[Task]: Read the data line by line and say how many lines contain the string "typed", giving the number alone.

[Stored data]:
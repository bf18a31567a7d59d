//! Runtime column types and dynamically typed values.
//!
//! The engine dispatches on a runtime type tag rather than per-column vtables:
//! every column carries a [`ColumnType`], and individual cells surface as
//! [`Value`] variants. All dispatch happens inside a single `match`, which
//! keeps the per-row cost of the join inner loop low.
//!
//! Two hash paths exist on purpose:
//!
//! - The `std::hash::Hash` impl on [`Value`] feeds the per-bucket join index
//!   (`HashMap<Vec<Value>, _>`), with collisions resolved by the `Eq` impl.
//! - [`Value::hash64`] is a seeded 64-bit hash with type-aware mixing
//!   (FNV-1a over bytes for strings, a splitmix finalizer for numerics) used
//!   to canonicalize group keys into stable bucket addresses.
//!
//! Floats are compared and hashed through [`ordered_float`] semantics so that
//! `NaN == NaN` and `-0.0 == 0.0` hold consistently across both paths. Note
//! that this is *value identity*, not the join predicate: null rejection for
//! `on` columns happens in the executor, before any value reaches a hash map.

use ordered_float::OrderedFloat;
use serde::{Deserialize, Serialize};
use std::fmt;
use std::hash::{Hash, Hasher};

/// The six primitive column types understood by the engine.
#[derive(Clone, Copy, Debug, PartialEq, Eq, Hash, Serialize, Deserialize)]
pub enum ColumnType {
    /// Nanoseconds since the Unix epoch, signed 64-bit.
    Time,
    /// Signed 64-bit integer.
    Int,
    /// Unsigned 64-bit integer.
    UInt,
    /// IEEE-754 double.
    Float,
    /// Boolean.
    Bool,
    /// UTF-8 string.
    String,
}

impl ColumnType {
    /// Stable lowercase name, used in error messages and metric labels.
    #[must_use]
    pub fn name(&self) -> &'static str {
        match self {
            ColumnType::Time => "time",
            ColumnType::Int => "int",
            ColumnType::UInt => "uint",
            ColumnType::Float => "float",
            ColumnType::Bool => "bool",
            ColumnType::String => "string",
        }
    }
}

impl fmt::Display for ColumnType {
    fn fmt(&self, f: &mut fmt::Formatter<'_>) -> fmt::Result {
        f.write_str(self.name())
    }
}

/// A single dynamically typed cell.
///
/// `Null` is a first-class variant: nulls are distinct from zero values and
/// survive buffering, planning, and emission unchanged.
#[derive(Clone, Debug, Serialize, Deserialize)]
pub enum Value {
    Null,
    Time(i64),
    Int(i64),
    UInt(u64),
    Float(f64),
    Bool(bool),
    String(String),
}

impl Value {
    /// The column type of this value, or `None` for `Null`.
    #[must_use]
    pub fn type_of(&self) -> Option<ColumnType> {
        match self {
            Value::Null => None,
            Value::Time(_) => Some(ColumnType::Time),
            Value::Int(_) => Some(ColumnType::Int),
            Value::UInt(_) => Some(ColumnType::UInt),
            Value::Float(_) => Some(ColumnType::Float),
            Value::Bool(_) => Some(ColumnType::Bool),
            Value::String(_) => Some(ColumnType::String),
        }
    }

    /// True if this is the `Null` variant.
    #[must_use]
    pub fn is_null(&self) -> bool {
        matches!(self, Value::Null)
    }

    /// Seeded 64-bit hash with type-aware mixing.
    ///
    /// Strings run through FNV-1a; numerics, bools, and times go through a
    /// splitmix-style bit finalizer; `Null` hashes to a fixed tag. The same
    /// seed and value always produce the same hash, so group keys canonicalize
    /// to stable identifiers across runs.
    #[must_use]
    pub fn hash64(&self, seed: u64) -> u64 {
        match self {
            Value::Null => mix64(seed ^ TAG_NULL),
            Value::Time(t) => mix64(seed ^ TAG_TIME ^ (*t as u64)),
            Value::Int(i) => mix64(seed ^ TAG_INT ^ (*i as u64)),
            Value::UInt(u) => mix64(seed ^ TAG_UINT ^ *u),
            Value::Float(x) => mix64(seed ^ TAG_FLOAT ^ canonical_float_bits(*x)),
            Value::Bool(b) => mix64(seed ^ TAG_BOOL ^ u64::from(*b)),
            Value::String(s) => fnv1a(s.as_bytes(), seed ^ TAG_STRING),
        }
    }
}

impl PartialEq for Value {
    fn eq(&self, other: &Self) -> bool {
        match (self, other) {
            (Value::Null, Value::Null) => true,
            (Value::Time(a), Value::Time(b)) => a == b,
            (Value::Int(a), Value::Int(b)) => a == b,
            (Value::UInt(a), Value::UInt(b)) => a == b,
            (Value::Float(a), Value::Float(b)) => OrderedFloat(*a) == OrderedFloat(*b),
            (Value::Bool(a), Value::Bool(b)) => a == b,
            (Value::String(a), Value::String(b)) => a == b,
            _ => false,
        }
    }
}

impl Eq for Value {}

impl Hash for Value {
    fn hash<H: Hasher>(&self, state: &mut H) {
        state.write_u64(self.hash64(0));
    }
}

impl fmt::Display for Value {
    fn fmt(&self, f: &mut fmt::Formatter<'_>) -> fmt::Result {
        match self {
            Value::Null => f.write_str("null"),
            Value::Time(t) => write!(f, "{t}"),
            Value::Int(i) => write!(f, "{i}"),
            Value::UInt(u) => write!(f, "{u}"),
            Value::Float(x) => write!(f, "{x}"),
            Value::Bool(b) => write!(f, "{b}"),
            Value::String(s) => write!(f, "\"{s}\""),
        }
    }
}

// Per-variant tags keep equal bit patterns of different types from colliding
// (e.g. Int(1) vs UInt(1) vs Bool(true)).
const TAG_NULL: u64 = 0x9ae1_6a3b_2f90_404f;
const TAG_TIME: u64 = 0xd1b5_4a32_d192_ed03;
const TAG_INT: u64 = 0x8cb9_2ba7_2f3d_8dd7;
const TAG_UINT: u64 = 0xaef1_7502_0c9a_74d1;
const TAG_FLOAT: u64 = 0xc2b2_ae3d_27d4_eb4f;
const TAG_BOOL: u64 = 0x1656_67b1_9e37_79f9;
const TAG_STRING: u64 = 0xff51_afd7_ed55_8ccd;

// Label hashing for key canonicalization, without routing through a Value.
#[inline]
pub(crate) fn hash_label(label: &str, seed: u64) -> u64 {
    fnv1a(label.as_bytes(), seed)
}

const FNV_OFFSET: u64 = 0xcbf2_9ce4_8422_2325;
const FNV_PRIME: u64 = 0x0000_0100_0000_01b3;

/// FNV-1a over a byte slice, folded with a seed.
#[inline]
fn fnv1a(bytes: &[u8], seed: u64) -> u64 {
    let mut h = FNV_OFFSET ^ mix64(seed);
    for b in bytes {
        h ^= u64::from(*b);
        h = h.wrapping_mul(FNV_PRIME);
    }
    h
}

/// Splitmix64 finalizer: cheap, well-mixed avalanche for integral inputs.
#[inline]
fn mix64(mut x: u64) -> u64 {
    x = x.wrapping_add(0x9e37_79b9_7f4a_7c15);
    x = (x ^ (x >> 30)).wrapping_mul(0xbf58_476d_1ce4_e5b9);
    x = (x ^ (x >> 27)).wrapping_mul(0x94d0_49bb_1331_11eb);
    x ^ (x >> 31)
}

// Equal floats must hash equal: collapse -0.0 onto 0.0 and all NaN payloads
// onto the canonical NaN, matching the OrderedFloat equality above.
#[inline]
fn canonical_float_bits(x: f64) -> u64 {
    if x.is_nan() {
        f64::NAN.to_bits()
    } else if x == 0.0 {
        0
    } else {
        x.to_bits()
    }
}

[Your solution]: 2